What to do
The records appear below. Repeat them exactly.

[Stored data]
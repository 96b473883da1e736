use crate::cli::KeylightOpt;
use crate::cli::Opt;
use keylight_config::BusKind;
use keylight_config::KeylightConfig;
use keylight_device::Bus;
use keylight_device::BrokerClient;
use keylight_device::Keyboard;
use tracing::info;

/// A command ready to be executed.
#[async_trait::async_trait]
pub trait Command: Send + Sync {
    /// What the command does, completing "failed to ...".
    fn description(&self) -> String;

    async fn execute(&self) -> anyhow::Result<()>;
}

pub trait BuildCommand {
    fn build_command(self, context: BuildContext) -> Box<dyn Command>;
}

pub struct BuildContext {
    pub keyboard: Keyboard,
}

impl BuildContext {
    pub fn new(opt: &Opt, config: &KeylightConfig) -> Self {
        let device = opt.device.clone().unwrap_or_else(|| config.device.path.clone());
        let bus = if opt.session || config.broker.bus == BusKind::Session {
            Bus::Session
        } else {
            Bus::System
        };
        BuildContext {
            keyboard: Keyboard::new(device, BrokerClient::new(bus)),
        }
    }
}

impl BuildCommand for KeylightOpt {
    fn build_command(self, context: BuildContext) -> Box<dyn Command> {
        let keyboard = context.keyboard;
        match self {
            KeylightOpt::Brightness { percent: None } => Box::new(ShowBrightness { keyboard }),
            KeylightOpt::Brightness {
                percent: Some(percent),
            } => Box::new(SetBrightness { keyboard, percent }),
            KeylightOpt::Color { value: None, .. } => Box::new(ShowColors { keyboard }),
            KeylightOpt::Color {
                value: Some(value),
                zone,
            } => Box::new(SetColor {
                keyboard,
                value,
                zone,
            }),
            KeylightOpt::Zones => Box::new(ListZones { keyboard }),
            KeylightOpt::Info => Box::new(ShowInfo { keyboard }),
        }
    }
}

struct ShowBrightness {
    keyboard: Keyboard,
}

#[async_trait::async_trait]
impl Command for ShowBrightness {
    fn description(&self) -> String {
        format!("read the brightness of {}", self.keyboard.path())
    }

    async fn execute(&self) -> anyhow::Result<()> {
        println!("{}", self.keyboard.brightness()?);
        Ok(())
    }
}

struct SetBrightness {
    keyboard: Keyboard,
    percent: i64,
}

#[async_trait::async_trait]
impl Command for SetBrightness {
    fn description(&self) -> String {
        format!("set the brightness of {}", self.keyboard.path())
    }

    async fn execute(&self) -> anyhow::Result<()> {
        let raw = self.keyboard.set_brightness(self.percent).await?;
        info!(percent = self.percent, raw, "Brightness updated");
        Ok(())
    }
}

struct ShowColors {
    keyboard: Keyboard,
}

#[async_trait::async_trait]
impl Command for ShowColors {
    fn description(&self) -> String {
        format!("read the zone colors of {}", self.keyboard.path())
    }

    async fn execute(&self) -> anyhow::Result<()> {
        for zone in self.keyboard.zones()? {
            println!("{}: {}", zone.id(), zone.color()?);
        }
        Ok(())
    }
}

struct SetColor {
    keyboard: Keyboard,
    value: String,
    zone: Option<String>,
}

#[async_trait::async_trait]
impl Command for SetColor {
    fn description(&self) -> String {
        match &self.zone {
            Some(zone) => format!("set the color of zone '{zone}'"),
            None => format!("set the color of {}", self.keyboard.path()),
        }
    }

    async fn execute(&self) -> anyhow::Result<()> {
        match &self.zone {
            Some(zone) => self.keyboard.zone(zone)?.set_color(&self.value).await?,
            None => self.keyboard.set_color(&self.value).await?,
        }
        info!(color = %self.value, zone = ?self.zone, "Color updated");
        Ok(())
    }
}

struct ListZones {
    keyboard: Keyboard,
}

#[async_trait::async_trait]
impl Command for ListZones {
    fn description(&self) -> String {
        format!("list the zones of {}", self.keyboard.path())
    }

    async fn execute(&self) -> anyhow::Result<()> {
        for zone in self.keyboard.zones()? {
            println!("{}", zone.id());
        }
        Ok(())
    }
}

struct ShowInfo {
    keyboard: Keyboard,
}

#[async_trait::async_trait]
impl Command for ShowInfo {
    fn description(&self) -> String {
        format!("describe {}", self.keyboard.path())
    }

    async fn execute(&self) -> anyhow::Result<()> {
        let keyboard = &self.keyboard;
        let profile = keyboard.profile();
        let max = keyboard.max_brightness()?;
        let raw = keyboard.raw_brightness()?;

        println!("path: {}", keyboard.path());
        println!("kind: {}", profile.kind);
        println!("color format: {}", profile.color_format);
        println!("max brightness: {max}");
        println!("brightness: {raw} ({}%)", keyboard.brightness()?);
        println!("zones: {}", keyboard.zones()?.len());
        Ok(())
    }
}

Exercise response
repository 96b473883da1e736
use crate::cli::KeylightOpt;
use crate::cli::Opt;
use keylight_config::BusKind;
use keylight_config::KeylightConfig;
use keylight_device::Bus;
use keylight_device::BrokerClient;
use keylight_device::Keyboard;
use tracing::info;

/// A command ready to be executed.
#[async_trait::async_trait]
pub trait Command: Send + Sync {
    /// What the command does, completing "failed to ...".
    fn description(&self) -> String;

    async fn execute(&self) -> anyhow::Result<()>;
}

pub trait BuildCommand {
    fn build_command(self, context: BuildContext) -> Box<dyn Command>;
}

pub struct BuildContext {
    pub keyboard: Keyboard,
}

impl BuildContext {
    pub fn new(opt: &Opt, config: &KeylightConfig) -> Self {
        let device = opt.device.clone().unwrap_or_else(|| config.device.path.clone());
        let bus = if opt.session || config.broker.bus == BusKind::Session {
            Bus::Session
        } else {
            Bus::System
        };
        BuildContext {
            keyboard: Keyboard::new(device, BrokerClient::new(bus)),
        }
    }
}

impl BuildCommand for KeylightOpt {
    fn build_command(self, context: BuildContext) -> Box<dyn Command> {
        let keyboard = context.keyboard;
        match self {
            KeylightOpt::Brightness { percent: None } => Box::new(ShowBrightness { keyboard }),
            KeylightOpt::Brightness {
                percent: Some(percent),
            } => Box::new(SetBrightness { keyboard, percent }),
            KeylightOpt::Color { value: None, .. } => Box::new(ShowColors { keyboard }),
            KeylightOpt::Color {
                value: Some(value),
                zone,
            } => Box::new(SetColor {
                keyboard,
                value,
                zone,
            }),
            KeylightOpt::Zones => Box::new(ListZones { keyboard }),
            KeylightOpt::Info => Box::new(ShowInfo { keyboard }),
        }
    }
}

struct ShowBrightness {
    keyboard: Keyboard,
}

#[async_trait::async_trait]
impl Command for ShowBrightness {
    fn description(&self) -> String {
        format!("read the brightness of {}", self.keyboard.path())
    }

    async fn execute(&self) -> anyhow::Result<()> {
        println!("{}", self.keyboard.brightness()?);
        Ok(())
    }
}

struct SetBrightness {
    keyboard: Keyboard,
    percent: i64,
}

#[async_trait::async_trait]
impl Command for SetBrightness {
    fn description(&self) -> String {
        format!("set the brightness of {}", self.keyboard.path())
    }

    async fn execute(&self) -> anyhow::Result<()> {
        let raw = self.keyboard.set_brightness(self.percent).await?;
        info!(percent = self.percent, raw, "Brightness updated");
        Ok(())
    }
}

struct ShowColors {
    keyboard: Keyboard,
}

#[async_trait::async_trait]
impl Command for ShowColors {
    fn description(&self) -> String {
        format!("read the zone colors of {}", self.keyboard.path())
    }

    async fn execute(&self) -> anyhow::Result<()> {
        for zone in self.keyboard.zones()? {
            println!("{}: {}", zone.id(), zone.color()?);
        }
        Ok(())
    }
}

struct SetColor {
    keyboard: Keyboard,
    value: String,
    zone: Option<String>,
}

#[async_trait::async_trait]
impl Command for SetColor {
    fn description(&self) -> String {
        match &self.zone {
            Some(zone) => format!("set the color of zone '{zone}'"),
            None => format!("set the color of {}", self.keyboard.path()),
        }
    }

    async fn execute(&self) -> anyhow::Result<()> {
        match &self.zone {
            Some(zone) => self.keyboard.zone(zone)?.set_color(&self.value).await?,
            None => self.keyboard.set_color(&self.value).await?,
        }
        info!(color = %self.value, zone = ?self.zone, "Color updated");
        Ok(())
    }
}

struct ListZones {
    keyboard: Keyboard,
}

#[async_trait::async_trait]
impl Command for ListZones {
    fn description(&self) -> String {
        format!("list the zones of {}", self.keyboard.path())
    }

    async fn execute(&self) -> anyhow::Result<()> {
        for zone in self.keyboard.zones()? {
            println!("{}", zone.id());
        }
        Ok(())
    }
}

struct ShowInfo {
    keyboard: Keyboard,
}

#[async_trait::async_trait]
impl Command for ShowInfo {
    fn description(&self) -> String {
        format!("describe {}", self.keyboard.path())
    }

    async fn execute(&self) -> anyhow::Result<()> {
        let keyboard = &self.keyboard;
        let profile = keyboard.profile();
        let max = keyboard.max_brightness()?;
        let raw = keyboard.raw_brightness()?;

        println!("path: {}", keyboard.path());
        println!("kind: {}", profile.kind);
        println!("color format: {}", profile.color_format);
        println!("max brightness: {max}");
        println!("brightness: {raw} ({}%)", keyboard.brightness()?);
        println!("zones: {}", keyboard.zones()?.len());
        Ok(())
    }
}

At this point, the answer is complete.